Theirworld celebrates children and the people who help them reach their potential
Children in conflicts, Coronavirus and education, Education in emergencies, Refugees and internally displaced people
It’s World Children’s Day tomorrow – a time to celebrate the rights of children around the world.
This year, Theirworld is celebrating not only children, but the people who help them to grow and reach their potential.
In a new video, we meet Yola Ibrahim, a teacher at the Mtein School in Lebanon who, thanks to a Theirworld project, was able to teach her pupils remotely when Covid-19 forced schools to shut.
“With Covid-19 we faced a crisis. We were required to teach online but we had no idea how,” she says.
Yola is one of several teachers at the school who were taught how to move her lessons online by Theirworld’s local partner, DOT Lebanon.
Among them was Yola’s pupil Majd el-Halabi. His mother Jihan, like millions of parents around the world, feared that her son’s education would suffer after Covid-19 forced schools to shut.
But thanks to Theirworld’s support, which continues today, Majd is thriving and doing well at school.
“It’s not my job to just teach the basic things. It is important for the child to feel I am connecting with them,” says Yola. “This is the most important message for a teacher: you need to communicate with children with love.”
Parents also received training sessions on how to support their children at home and hundreds of devices were delivered to pupils to learn remotely.

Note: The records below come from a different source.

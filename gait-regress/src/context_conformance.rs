// gait-regress/src/context_conformance.rs
// ============================================================================
// Module: Context Conformance
// Description: Classifies intent `context` drift between a captured
// baseline and a replayed fixture.
// Purpose: Implement `spec.md` §4.11's `--context-conformance` mode.
// Dependencies: serde_json
// ============================================================================

//! ## Overview
//! `spec.md` §3 reserves a handful of `context` fields the gate evaluator
//! actually reads (`context_set_digest`, `context_evidence_mode`,
//! `context_age_seconds`, `max_context_age_seconds`, `job_id`,
//! `risk_class`). Drift in one of those is policy-relevant: it could change
//! a verdict. Drift in any other key is runtime noise (timestamps,
//! correlation IDs, client metadata) that a faithful replay is not expected
//! to reproduce.

use serde_json::Value;

/// The reserved `context` fields the policy gate reads. Drift here can
/// change a verdict; drift elsewhere cannot.
pub const POLICY_RELEVANT_CONTEXT_FIELDS: &[&str] =
    &["context_set_digest", "context_evidence_mode", "context_age_seconds", "max_context_age_seconds", "job_id", "risk_class"];

/// Whether a single `context` field's drift could affect a gate verdict.
#[derive(Debug, Clone, Copy, PartialEq, Eq, serde::Serialize, serde::Deserialize)]
#[serde(rename_all = "snake_case")]
pub enum DriftClass {
    /// The field is not read by the gate evaluator.
    Runtime,
    /// The field is one the gate evaluator reads.
    PolicyRelevant,
}

/// One field that differs between a captured baseline and a replayed context.
#[derive(Debug, Clone, serde::Serialize, serde::Deserialize)]
pub struct ContextDrift {
    /// The top-level `context` key that differs.
    pub field: String,
    /// Whether this field's drift could affect a verdict.
    pub class: DriftClass,
    /// The value captured at fixture-init time, if the field was present.
    pub baseline: Option<Value>,
    /// The value observed at replay time, if the field is present.
    pub current: Option<Value>,
}

/// Diffs two `context` objects and classifies every field that differs.
///
/// Non-object inputs are treated as having no fields at all, so comparing
/// `context` against itself, or against `null`, never panics.
#[must_use]
pub fn classify_drift(baseline: &Value, current: &Value) -> Vec<ContextDrift> {
    let baseline_obj = baseline.as_object();
    let current_obj = current.as_object();

    let mut fields: std::collections::BTreeSet<&str> = std::collections::BTreeSet::new();
    if let Some(map) = baseline_obj {
        fields.extend(map.keys().map(String::as_str));
    }
    if let Some(map) = current_obj {
        fields.extend(map.keys().map(String::as_str));
    }

    let mut drifts = Vec::new();
    for field in fields {
        let baseline_value = baseline_obj.and_then(|map| map.get(field));
        let current_value = current_obj.and_then(|map| map.get(field));
        if baseline_value == current_value {
            continue;
        }
        let class = if POLICY_RELEVANT_CONTEXT_FIELDS.contains(&field) { DriftClass::PolicyRelevant } else { DriftClass::Runtime };
        drifts.push(ContextDrift {
            field: field.to_string(),
            class,
            baseline: baseline_value.cloned(),
            current: current_value.cloned(),
        });
    }
    drifts
}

Theirworld’s Tech Hub programme in Lebanon is funded by the players of People’s Postcode Lottery.
For almost a decade, Theirworld has been supporting children in Lebanon, including many refugees from Syria who were forced to flee their homes because of the civil war.
We helped launch the ground-breaking double-shift system that allowed Syrian students to use Lebanese schools after Lebanese children had gone home in the early afternoon. We presented a plan to the United Nations General Assembly and the approach was taken up by the Lebanese government. The system is still in operation today, helping more than 300,000 refugees in Lebanon to receive an education.